THE FOUNDATION FREEDOM CARD
The U.S. Constitution prohibits the government from interfering with your right to remain silent, to consult with an attorney, and to be free from unreasonable searches and seizures by law enforcement. However, it is up to you to assert these rights. This NORML Foundation Freedom Card will help you do so effectively. If you are confronted by a police officer, remain calm. Be Courteous and provide your identification. Politely refuse to answer any further questions. Ask to talk to an attorney. Do not consent to any search of your person, your property, your residence or your vehicle. Tell the officer you would
Like to give him or her card, which is a statement of the constitutional rights you wish to invoke. Do not reach for this card until you have obtained the officer's permission to do so.

What to say to police if stopped

I hereby invoke and refuse to waive all of the following rights and Privileges afforded to me by the U.S. Constitution:
•
I invoke and refuse to waive my Fifth Amendment right to remain silent. Do not ask me any questions.
•
I invoke and refuse to waive my Sixth Amendment right to an Attorney of my choice. Do not ask me any questions without my Attorney present.
•
I invoke and refuse to waive all privileges and rights pursuant to the case Miranda v. Arizona. Do not ask me any questions or make any comment to me about this decision.
•
I invoke and refuse to waive my Fourth Amendment right to be free from unreasonable searches and seizures. I do not consent to any search or seizure of myself, my home, or of any property in my possession. Do not ask me about my ownership interest in any property. I do not consent to this contact with you. If I am not presently under arrest or under investigatory detention, please allow me to leave.
•
Any statement I make, or alleged consent I give, in response to your questions is hereby made under protest and under duress and in submission to your claim of lawful authority to force me to provide you with information.


----------



## DriversOfTheWorldUnite (Nov 11, 2014)

This probably varies state by state, but I was wondering recently that if you are pulled over by a cop, is it possible to do the entire interaction without ever rolling down your window?

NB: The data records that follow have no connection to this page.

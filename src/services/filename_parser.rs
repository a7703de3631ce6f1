//! Movie file and folder name parsing
//!
//! Derives title and year from names like `The.Matrix.1999.1080p.BluRay.mkv`
//! and recognises multi-part stacking markers (`cd1`, `part2`, `disc1`).

use std::path::Path;

use once_cell::sync::Lazy;
use regex::Regex;

static YEAR_RE: Lazy<Regex> =
    Lazy::new(|| Regex::new(r"[(\[]?\b(19\d{2}|20\d{2})\b[)\]]?").unwrap());
static RELEASE_TAG_RE: Lazy<Regex> = Lazy::new(|| {
    Regex::new(
        r"(?i)\b(2160p|1080p|720p|576p|480p|4k|uhd|bluray|blu-ray|bdrip|brrip|web-?dl|webrip|hdtv|dvdrip|dvd|remux|x264|x265|h264|h265|hevc|xvid|divx|proper|repack|extended|unrated)\b",
    )
    .unwrap()
});
static STACK_RE: Lazy<Regex> = Lazy::new(|| {
    Regex::new(r"(?i)[ _.\-]+(?:cd|dvd|part|pt|disc|disk)[ _.\-]*([0-9]+|[a-d])$").unwrap()
});
static SAMPLE_RE: Lazy<Regex> =
    Lazy::new(|| Regex::new(r"(?i)(^|[\W_])sample([\W_]|$)").unwrap());
static BRACKETS_RE: Lazy<Regex> = Lazy::new(|| Regex::new(r"\[[^\]]*\]").unwrap());
static SPACE_RE: Lazy<Regex> = Lazy::new(|| Regex::new(r"\s+").unwrap());

/// Title and year derived from a name
#[derive(Debug, Clone, PartialEq, Eq)]
pub struct ParsedMovie {
    pub title: String,
    pub year: Option<u32>,
}

/// Parse a file stem or folder name into title and year
pub fn parse_movie_name(name: &str) -> ParsedMovie {
    let cleaned = BRACKETS_RE.replace_all(name, " ");
    let cleaned = cleaned.replace(['.', '_'], " ");

    let mut title_end = cleaned.len();
    let mut year = None;

    // The last year wins so titles like "2001 A Space Odyssey 1968" keep their number
    let last_year = YEAR_RE
        .captures_iter(&cleaned)
        .filter(|c| c.get(0).is_some_and(|m| m.start() > 0))
        .last();
    if let Some(caps) = last_year {
        if let (Some(whole), Some(y)) = (caps.get(0), caps.get(1)) {
            year = y.as_str().parse().ok();
            title_end = whole.start();
        }
    }

    if let Some(tag) = RELEASE_TAG_RE.find(&cleaned[..title_end]) {
        if tag.start() > 0 {
            title_end = tag.start();
        }
    }

    let title = SPACE_RE.replace_all(&cleaned[..title_end], " ");
    let title = title.trim().trim_end_matches(['-', '(', '[']).trim().to_string();

    ParsedMovie {
        title: if title.is_empty() { name.trim().to_string() } else { title },
        year,
    }
}

/// Split a stacking marker off a file stem.
///
/// Returns the stem without the marker and the part label, if any.
pub fn strip_stacking_marker(stem: &str) -> (String, Option<String>) {
    match STACK_RE.captures(stem) {
        Some(caps) => {
            let base = stem[..caps.get(0).map_or(stem.len(), |m| m.start())].to_string();
            if base.trim().is_empty() {
                (stem.to_string(), None)
            } else {
                (base, caps.get(1).map(|p| p.as_str().to_lowercase()))
            }
        }
        None => (stem.to_string(), None),
    }
}

/// Sample clips shipped with releases are not movies
pub fn is_sample(path: &Path) -> bool {
    let stem_is_sample = path
        .file_stem()
        .and_then(|s| s.to_str())
        .is_some_and(|s| SAMPLE_RE.is_match(s));
    let parent_is_sample = path
        .parent()
        .and_then(|p| p.file_name())
        .and_then(|n| n.to_str())
        .is_some_and(|n| n.eq_ignore_ascii_case("sample") || n.eq_ignore_ascii_case("samples"));
    stem_is_sample || parent_is_sample
}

You make a card that says "I remain silent, no searches, I want a lawyer, leave any tickets or citations on the windowshield" and then show them your license / registration / etc. through the window as well. From what I understand it is not required that you actually hand these documents to the police, just that you show them.


----------



## alex589 (Oct 9, 2014)

DriversOfTheWorldUnite said:


> This probably varies state by state, but I was wondering recently that if you are pulled over by a cop, is it possible to do the entire interaction without ever rolling down your window?
> 
> You make a card that says "I remain silent, no searches, I want a lawyer, leave any tickets or citations on the windowshield" and then show them your license / registration / etc. through the window as well. From what I understand it is not required that you actually hand these documents to the police, just that you show them.


How about this:


----------



## jackstraww (Jan 20, 2015)

Yeah- -That all sounds good and is probably correct.--but the bottom line is the police hold all the aces. They will say and do what they want. Your best move (and it might get you cuffed,and arrested for some bullshit thing anyway)- is to politely say nothing, show them the documents they want.
Remember *all they need is probable cause* for a search.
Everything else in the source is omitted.